EXERCISE BRIEF:
Of all the entries below, only the lines from the one with "use crate::service::SyncService;" up to and including the one with "-> Result<String, LedgerError>" are to be duplicated exactly.

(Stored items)
# # # # # # #

//! Offline payment queue.
//!
//! Features:
//! - Payment status machine with terminal `synced` and `cancelled` states
//! - Offline capture with evidence
//! - Explicit retry with a per-payment budget
//! - Remote cancellation for already submitted payments
//! - Analytics over queued, synced, and failed amounts

pub mod analytics;
pub mod gateway;
pub mod manager;
pub mod payment;

pub use analytics::PaymentAnalytics;
pub use gateway::{GatewayOutcome, HttpPaymentGateway, PaymentGateway};
pub use manager::{PaymentQueueManager, PaymentSyncResult, SyncReport};
pub use payment::{
    format_minor, Cancellation, Capture, CaptureData, OfflinePayment, PaymentMethod,
    PaymentRequest, PaymentStatus, MAX_AMOUNT,
};
//! Payment commands.

use colored::Colorize;

use crate::cli::args::{OutputFormat, PaymentCommands};
use crate::error::LedgerError;
use crate::features::payments::{format_minor, CaptureData, PaymentRequest};
use crate::output::{
    format_analytics, format_payment, format_payments, format_sync_report, to_json,
};
use crate::service::SyncService;

/// Execute payment subcommands.
///
/// # Errors
///
/// Returns the payment manager's error (validation, `NotFound`,
/// `PaymentTerminal`, `RetryExhausted`, ...) or a formatting error.
pub async fn payment(
    service: &SyncService,
    cmd: PaymentCommands,
    format: OutputFormat,
) -> Result<String, LedgerError> {
    let payments = service.payments();

    match cmd {
        PaymentCommands::Queue {
            amount,
            currency,
            recipient,
            description,
            method,
        } => {
            let payment = payments
                .queue_payment(PaymentRequest {
                    amount,
                    currency,
                    recipient,
                    description,
                    method,
                })
                .await?;
            format_payment(&payment, format)
        }
        PaymentCommands::Capture {
            id,
            amount,
            method,
            evidence,
        } => {
            let capture = payments
                .capture_offline(
                    id,
                    CaptureData {
                        amount,
                        method,
                        evidence,
                    },
                )
                .await?;
            match format {
                OutputFormat::Json => to_json(&capture),
                OutputFormat::Pretty => Ok(format!(
                    "{} Captured {} via {}",
                    "✓".green(),
                    format_minor(capture.amount),
                    capture.method
                )),
            }
        }
        PaymentCommands::Sync => format_sync_report(&payments.sync_all().await, format),
        PaymentCommands::Retry { id } => format_payment(&payments.retry(id).await?, format),
        PaymentCommands::Cancel { id, reason } => {
            format_payment(&payments.cancel(id, reason).await?, format)
        }
        PaymentCommands::List { status } => format_payments(&payments.list(status).await, format),
        PaymentCommands::Show { id } => format_payment(&payments.get(id).await?, format),
        PaymentCommands::Analytics => format_analytics(&payments.analytics().await, format),
        PaymentCommands::Purge { older_than_days } => {
            let purged = payments
                .purge_terminal(chrono::Duration::days(older_than_days))
                .await;
            match format {
                OutputFormat::Json => to_json(&serde_json::json!({ "purged": purged })),
                OutputFormat::Pretty => Ok(format!(
                    "Purged {purged} payments finished more than {older_than_days} days ago"
                )),
            }
        }
    }
}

# # # # # # #

REPLY:
use crate::service::SyncService;

/// Execute payment subcommands.
///
/// # Errors
///
/// Returns the payment manager's error (validation, `NotFound`,
/// `PaymentTerminal`, `RetryExhausted`, ...) or a formatting error.
pub async fn payment(
    service: &SyncService,
    cmd: PaymentCommands,
    format: OutputFormat,
) -> Result<String, LedgerError> {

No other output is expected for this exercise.